▸ EXERCISE REQUIREMENTS: Pick the lines holding the string "configuration" out of the records and copy them.

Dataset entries
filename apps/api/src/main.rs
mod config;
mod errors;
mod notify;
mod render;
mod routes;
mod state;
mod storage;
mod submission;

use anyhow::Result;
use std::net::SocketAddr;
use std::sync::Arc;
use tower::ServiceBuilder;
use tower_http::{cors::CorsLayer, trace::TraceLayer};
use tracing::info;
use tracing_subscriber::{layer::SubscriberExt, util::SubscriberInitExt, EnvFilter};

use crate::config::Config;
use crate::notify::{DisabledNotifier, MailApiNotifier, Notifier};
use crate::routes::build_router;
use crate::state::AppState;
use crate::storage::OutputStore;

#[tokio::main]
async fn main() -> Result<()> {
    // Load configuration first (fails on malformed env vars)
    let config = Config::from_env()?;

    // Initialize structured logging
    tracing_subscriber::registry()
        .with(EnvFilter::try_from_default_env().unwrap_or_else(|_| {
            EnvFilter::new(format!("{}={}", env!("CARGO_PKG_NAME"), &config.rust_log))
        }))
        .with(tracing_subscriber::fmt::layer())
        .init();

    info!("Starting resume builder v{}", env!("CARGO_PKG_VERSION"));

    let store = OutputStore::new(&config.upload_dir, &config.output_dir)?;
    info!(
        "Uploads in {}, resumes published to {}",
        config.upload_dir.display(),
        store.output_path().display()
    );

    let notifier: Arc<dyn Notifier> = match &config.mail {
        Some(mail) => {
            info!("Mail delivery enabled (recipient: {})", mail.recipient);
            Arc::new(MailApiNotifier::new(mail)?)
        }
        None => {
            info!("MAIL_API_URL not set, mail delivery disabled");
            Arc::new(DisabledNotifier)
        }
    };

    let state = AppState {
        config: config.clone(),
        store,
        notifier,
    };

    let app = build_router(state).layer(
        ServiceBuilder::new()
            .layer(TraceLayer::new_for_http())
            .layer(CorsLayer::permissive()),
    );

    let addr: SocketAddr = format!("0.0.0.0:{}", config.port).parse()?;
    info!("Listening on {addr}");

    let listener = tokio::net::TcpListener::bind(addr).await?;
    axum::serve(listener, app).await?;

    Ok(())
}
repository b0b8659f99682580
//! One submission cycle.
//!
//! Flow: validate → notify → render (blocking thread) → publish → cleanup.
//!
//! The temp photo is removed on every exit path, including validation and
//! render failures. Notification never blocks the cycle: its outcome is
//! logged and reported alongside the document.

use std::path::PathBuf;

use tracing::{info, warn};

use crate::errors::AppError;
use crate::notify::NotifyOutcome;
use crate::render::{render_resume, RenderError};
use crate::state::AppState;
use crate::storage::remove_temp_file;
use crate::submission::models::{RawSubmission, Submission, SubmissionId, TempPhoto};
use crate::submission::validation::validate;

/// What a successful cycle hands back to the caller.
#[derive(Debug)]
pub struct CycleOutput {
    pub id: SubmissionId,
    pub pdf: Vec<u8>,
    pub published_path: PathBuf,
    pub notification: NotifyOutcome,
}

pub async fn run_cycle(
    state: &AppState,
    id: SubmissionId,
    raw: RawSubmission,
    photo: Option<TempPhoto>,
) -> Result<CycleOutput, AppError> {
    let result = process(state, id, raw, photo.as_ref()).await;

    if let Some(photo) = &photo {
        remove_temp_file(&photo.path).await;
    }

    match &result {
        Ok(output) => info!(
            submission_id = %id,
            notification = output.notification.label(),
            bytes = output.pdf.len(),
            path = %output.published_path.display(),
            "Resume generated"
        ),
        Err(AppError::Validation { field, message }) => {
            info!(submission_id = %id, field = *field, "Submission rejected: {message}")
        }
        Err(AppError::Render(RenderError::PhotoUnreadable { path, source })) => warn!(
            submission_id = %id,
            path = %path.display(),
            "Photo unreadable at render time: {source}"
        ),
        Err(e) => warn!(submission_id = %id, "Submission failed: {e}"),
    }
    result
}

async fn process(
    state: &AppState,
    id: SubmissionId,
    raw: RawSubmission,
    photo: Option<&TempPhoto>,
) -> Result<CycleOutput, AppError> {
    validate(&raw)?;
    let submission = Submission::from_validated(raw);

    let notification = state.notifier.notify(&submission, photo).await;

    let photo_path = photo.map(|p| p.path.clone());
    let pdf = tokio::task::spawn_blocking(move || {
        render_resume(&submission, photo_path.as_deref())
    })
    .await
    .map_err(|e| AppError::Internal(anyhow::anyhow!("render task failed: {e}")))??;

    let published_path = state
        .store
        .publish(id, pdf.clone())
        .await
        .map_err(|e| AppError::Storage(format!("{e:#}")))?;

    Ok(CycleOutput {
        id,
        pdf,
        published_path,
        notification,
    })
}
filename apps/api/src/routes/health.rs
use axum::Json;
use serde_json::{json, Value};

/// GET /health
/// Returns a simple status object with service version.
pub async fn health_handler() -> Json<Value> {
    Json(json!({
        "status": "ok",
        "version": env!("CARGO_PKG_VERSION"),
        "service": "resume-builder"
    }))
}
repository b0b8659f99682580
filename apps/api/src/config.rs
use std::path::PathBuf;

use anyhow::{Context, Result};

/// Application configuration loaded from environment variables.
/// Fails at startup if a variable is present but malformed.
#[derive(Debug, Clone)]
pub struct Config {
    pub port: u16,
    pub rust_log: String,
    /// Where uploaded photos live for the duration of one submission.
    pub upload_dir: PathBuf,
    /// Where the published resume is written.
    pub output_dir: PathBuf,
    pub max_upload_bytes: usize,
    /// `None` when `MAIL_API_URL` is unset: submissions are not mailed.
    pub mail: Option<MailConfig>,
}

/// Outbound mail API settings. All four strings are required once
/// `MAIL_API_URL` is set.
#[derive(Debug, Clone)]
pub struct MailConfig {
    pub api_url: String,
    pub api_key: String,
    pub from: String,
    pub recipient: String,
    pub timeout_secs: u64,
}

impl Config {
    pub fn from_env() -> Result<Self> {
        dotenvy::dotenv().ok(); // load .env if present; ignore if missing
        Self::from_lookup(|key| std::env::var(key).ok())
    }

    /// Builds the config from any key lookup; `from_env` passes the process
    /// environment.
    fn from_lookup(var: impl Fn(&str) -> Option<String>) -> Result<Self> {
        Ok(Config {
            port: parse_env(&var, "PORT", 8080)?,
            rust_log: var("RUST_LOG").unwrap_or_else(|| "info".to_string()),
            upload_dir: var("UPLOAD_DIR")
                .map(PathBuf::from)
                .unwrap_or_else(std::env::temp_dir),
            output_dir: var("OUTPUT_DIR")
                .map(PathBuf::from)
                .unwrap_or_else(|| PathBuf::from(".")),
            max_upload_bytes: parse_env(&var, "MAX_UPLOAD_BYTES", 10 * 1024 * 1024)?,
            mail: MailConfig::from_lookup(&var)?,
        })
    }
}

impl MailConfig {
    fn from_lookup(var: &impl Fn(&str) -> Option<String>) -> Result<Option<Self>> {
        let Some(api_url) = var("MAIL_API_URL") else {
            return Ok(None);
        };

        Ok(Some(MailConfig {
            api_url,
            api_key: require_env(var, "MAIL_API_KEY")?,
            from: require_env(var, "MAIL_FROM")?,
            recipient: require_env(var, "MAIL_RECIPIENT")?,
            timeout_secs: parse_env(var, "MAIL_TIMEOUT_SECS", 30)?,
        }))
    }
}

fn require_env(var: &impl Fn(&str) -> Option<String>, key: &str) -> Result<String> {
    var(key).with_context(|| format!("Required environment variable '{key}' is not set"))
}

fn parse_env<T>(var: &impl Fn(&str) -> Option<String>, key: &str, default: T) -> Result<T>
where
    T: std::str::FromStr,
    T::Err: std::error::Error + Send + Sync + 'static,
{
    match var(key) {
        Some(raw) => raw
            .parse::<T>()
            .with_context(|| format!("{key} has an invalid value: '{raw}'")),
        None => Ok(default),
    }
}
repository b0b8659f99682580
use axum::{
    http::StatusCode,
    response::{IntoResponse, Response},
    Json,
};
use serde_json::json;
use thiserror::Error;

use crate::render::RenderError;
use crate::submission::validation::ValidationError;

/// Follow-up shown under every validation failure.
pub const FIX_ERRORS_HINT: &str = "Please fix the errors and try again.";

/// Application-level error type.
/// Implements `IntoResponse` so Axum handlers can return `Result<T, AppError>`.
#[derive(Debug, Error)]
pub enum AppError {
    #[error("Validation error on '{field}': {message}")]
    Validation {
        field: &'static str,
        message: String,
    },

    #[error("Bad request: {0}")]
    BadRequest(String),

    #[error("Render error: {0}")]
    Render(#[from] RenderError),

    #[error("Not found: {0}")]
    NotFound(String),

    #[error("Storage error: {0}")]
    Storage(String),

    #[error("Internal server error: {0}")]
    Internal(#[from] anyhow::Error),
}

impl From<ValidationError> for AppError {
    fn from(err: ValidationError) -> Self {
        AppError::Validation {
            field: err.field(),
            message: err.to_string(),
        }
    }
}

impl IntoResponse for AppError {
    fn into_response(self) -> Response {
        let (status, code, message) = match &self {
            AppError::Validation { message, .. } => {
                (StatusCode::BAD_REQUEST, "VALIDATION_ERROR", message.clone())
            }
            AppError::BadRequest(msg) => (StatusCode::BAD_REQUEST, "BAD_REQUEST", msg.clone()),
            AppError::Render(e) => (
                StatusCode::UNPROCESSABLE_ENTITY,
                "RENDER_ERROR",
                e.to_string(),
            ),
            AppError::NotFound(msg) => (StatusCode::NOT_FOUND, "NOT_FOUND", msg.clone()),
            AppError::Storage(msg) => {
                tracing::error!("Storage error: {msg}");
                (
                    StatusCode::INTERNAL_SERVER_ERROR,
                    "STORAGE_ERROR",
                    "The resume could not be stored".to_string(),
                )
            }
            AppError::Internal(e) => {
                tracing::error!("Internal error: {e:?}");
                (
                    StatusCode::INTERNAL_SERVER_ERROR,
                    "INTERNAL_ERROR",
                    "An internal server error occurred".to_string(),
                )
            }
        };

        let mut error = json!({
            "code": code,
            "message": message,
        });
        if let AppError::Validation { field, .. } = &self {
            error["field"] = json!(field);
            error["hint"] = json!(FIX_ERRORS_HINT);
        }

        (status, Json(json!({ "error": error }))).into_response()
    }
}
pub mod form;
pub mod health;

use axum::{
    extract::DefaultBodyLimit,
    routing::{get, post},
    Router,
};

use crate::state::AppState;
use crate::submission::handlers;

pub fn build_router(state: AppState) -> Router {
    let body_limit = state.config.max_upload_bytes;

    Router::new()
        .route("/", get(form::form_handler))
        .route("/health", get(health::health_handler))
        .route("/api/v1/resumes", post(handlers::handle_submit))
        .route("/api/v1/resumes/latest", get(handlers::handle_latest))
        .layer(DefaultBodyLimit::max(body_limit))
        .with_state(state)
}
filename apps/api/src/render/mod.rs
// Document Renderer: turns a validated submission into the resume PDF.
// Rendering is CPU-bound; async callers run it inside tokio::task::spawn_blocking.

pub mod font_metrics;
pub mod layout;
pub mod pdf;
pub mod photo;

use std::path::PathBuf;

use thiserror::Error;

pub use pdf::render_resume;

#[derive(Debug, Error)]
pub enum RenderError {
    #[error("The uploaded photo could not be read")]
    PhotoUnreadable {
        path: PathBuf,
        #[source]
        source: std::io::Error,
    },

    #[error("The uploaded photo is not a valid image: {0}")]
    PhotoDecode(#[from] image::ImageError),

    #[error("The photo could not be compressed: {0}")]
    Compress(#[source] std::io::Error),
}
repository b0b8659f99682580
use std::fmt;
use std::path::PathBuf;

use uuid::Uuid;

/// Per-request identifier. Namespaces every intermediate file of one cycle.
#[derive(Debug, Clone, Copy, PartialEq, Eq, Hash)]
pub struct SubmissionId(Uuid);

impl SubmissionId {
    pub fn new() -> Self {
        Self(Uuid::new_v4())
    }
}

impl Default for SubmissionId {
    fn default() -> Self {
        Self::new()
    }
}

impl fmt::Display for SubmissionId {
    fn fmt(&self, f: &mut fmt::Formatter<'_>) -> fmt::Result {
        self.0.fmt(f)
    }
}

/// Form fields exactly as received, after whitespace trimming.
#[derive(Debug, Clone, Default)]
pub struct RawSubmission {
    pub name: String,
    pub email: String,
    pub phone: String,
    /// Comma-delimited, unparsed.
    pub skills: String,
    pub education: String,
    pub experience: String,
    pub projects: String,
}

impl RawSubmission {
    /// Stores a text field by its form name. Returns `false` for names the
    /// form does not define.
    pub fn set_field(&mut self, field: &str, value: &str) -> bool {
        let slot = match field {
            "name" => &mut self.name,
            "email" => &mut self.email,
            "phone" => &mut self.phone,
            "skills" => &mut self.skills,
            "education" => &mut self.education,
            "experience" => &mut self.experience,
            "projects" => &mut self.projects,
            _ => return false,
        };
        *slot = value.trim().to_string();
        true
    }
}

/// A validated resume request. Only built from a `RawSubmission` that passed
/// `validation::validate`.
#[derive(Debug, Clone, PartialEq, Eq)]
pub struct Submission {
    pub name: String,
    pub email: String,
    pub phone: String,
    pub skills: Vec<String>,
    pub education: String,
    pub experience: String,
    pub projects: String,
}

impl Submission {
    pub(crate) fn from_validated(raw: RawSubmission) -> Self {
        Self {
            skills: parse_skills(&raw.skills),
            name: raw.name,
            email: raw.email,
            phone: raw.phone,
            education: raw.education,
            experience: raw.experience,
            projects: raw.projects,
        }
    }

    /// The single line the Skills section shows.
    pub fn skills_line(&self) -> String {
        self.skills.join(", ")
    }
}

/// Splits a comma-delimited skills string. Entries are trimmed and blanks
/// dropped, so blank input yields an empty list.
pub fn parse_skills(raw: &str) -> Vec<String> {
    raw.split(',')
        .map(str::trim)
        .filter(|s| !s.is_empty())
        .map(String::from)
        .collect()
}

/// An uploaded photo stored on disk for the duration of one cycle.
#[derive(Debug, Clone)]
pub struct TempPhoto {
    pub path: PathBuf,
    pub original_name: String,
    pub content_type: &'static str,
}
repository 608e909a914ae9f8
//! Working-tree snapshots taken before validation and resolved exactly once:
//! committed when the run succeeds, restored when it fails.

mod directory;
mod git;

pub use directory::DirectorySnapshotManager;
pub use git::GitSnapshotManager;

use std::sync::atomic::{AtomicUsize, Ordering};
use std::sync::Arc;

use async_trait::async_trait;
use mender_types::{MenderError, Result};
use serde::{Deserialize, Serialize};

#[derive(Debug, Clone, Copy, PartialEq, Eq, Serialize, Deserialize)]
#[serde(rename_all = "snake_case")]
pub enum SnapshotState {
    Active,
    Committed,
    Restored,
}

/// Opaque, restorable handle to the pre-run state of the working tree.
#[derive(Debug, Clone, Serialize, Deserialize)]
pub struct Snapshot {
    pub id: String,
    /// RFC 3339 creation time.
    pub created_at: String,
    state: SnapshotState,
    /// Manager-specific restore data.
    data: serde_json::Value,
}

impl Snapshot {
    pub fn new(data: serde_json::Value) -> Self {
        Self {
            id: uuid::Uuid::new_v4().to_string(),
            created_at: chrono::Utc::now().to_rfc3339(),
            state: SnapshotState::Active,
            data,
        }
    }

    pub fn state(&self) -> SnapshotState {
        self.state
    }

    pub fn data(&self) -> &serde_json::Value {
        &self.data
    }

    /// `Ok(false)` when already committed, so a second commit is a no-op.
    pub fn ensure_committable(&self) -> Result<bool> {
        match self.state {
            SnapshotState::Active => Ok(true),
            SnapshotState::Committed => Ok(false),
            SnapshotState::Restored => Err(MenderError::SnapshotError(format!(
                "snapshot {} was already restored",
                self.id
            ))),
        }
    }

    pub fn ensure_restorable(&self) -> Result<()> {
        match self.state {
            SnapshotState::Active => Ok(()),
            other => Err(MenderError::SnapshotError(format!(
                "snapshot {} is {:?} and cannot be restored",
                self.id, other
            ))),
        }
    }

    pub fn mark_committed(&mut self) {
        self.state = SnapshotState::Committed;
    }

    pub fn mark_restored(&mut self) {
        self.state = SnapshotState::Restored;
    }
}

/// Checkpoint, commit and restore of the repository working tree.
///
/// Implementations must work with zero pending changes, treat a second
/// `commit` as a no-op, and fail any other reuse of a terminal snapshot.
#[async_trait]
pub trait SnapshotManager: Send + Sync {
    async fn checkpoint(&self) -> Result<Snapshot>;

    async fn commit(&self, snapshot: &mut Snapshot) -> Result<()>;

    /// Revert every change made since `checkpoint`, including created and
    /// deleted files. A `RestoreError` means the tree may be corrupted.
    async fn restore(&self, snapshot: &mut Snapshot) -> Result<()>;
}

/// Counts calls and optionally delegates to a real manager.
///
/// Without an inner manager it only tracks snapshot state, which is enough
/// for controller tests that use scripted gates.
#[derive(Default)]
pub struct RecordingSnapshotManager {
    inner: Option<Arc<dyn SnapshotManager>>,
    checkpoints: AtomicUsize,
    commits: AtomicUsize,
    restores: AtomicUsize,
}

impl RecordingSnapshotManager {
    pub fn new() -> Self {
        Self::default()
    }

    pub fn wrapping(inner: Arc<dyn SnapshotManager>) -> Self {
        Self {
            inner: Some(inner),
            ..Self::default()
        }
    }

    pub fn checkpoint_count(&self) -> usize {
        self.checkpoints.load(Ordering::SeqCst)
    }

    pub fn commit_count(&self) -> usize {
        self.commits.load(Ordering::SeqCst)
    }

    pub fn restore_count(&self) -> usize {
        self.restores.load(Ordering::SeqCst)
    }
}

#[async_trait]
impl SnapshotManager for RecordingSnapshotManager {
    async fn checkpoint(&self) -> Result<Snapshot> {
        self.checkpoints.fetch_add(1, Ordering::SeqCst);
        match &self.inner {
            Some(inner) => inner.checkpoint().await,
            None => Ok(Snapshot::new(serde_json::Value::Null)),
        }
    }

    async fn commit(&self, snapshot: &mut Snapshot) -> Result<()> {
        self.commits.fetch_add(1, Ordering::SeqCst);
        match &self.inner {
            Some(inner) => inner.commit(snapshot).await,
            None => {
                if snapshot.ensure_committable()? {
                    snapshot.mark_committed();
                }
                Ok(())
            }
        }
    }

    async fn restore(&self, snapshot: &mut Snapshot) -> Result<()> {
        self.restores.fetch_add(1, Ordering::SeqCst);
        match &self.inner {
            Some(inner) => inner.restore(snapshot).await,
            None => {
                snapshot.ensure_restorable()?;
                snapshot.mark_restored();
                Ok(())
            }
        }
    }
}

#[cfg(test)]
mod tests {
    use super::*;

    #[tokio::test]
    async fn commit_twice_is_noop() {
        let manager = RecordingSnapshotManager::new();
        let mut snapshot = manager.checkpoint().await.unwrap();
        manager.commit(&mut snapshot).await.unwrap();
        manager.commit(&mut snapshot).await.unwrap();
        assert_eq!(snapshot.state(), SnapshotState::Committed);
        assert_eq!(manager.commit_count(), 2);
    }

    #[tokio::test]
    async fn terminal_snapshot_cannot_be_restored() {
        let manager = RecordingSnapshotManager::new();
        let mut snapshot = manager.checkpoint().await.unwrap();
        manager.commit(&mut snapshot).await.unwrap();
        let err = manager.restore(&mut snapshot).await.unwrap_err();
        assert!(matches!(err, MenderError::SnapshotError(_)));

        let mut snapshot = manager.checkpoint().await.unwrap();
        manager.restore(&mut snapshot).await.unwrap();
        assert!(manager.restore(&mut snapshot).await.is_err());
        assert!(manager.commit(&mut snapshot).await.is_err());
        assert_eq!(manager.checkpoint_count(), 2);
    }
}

▸ TASK RESULT:
    // Load configuration first (fails on malformed env vars)
/// Application configuration loaded from environment variables.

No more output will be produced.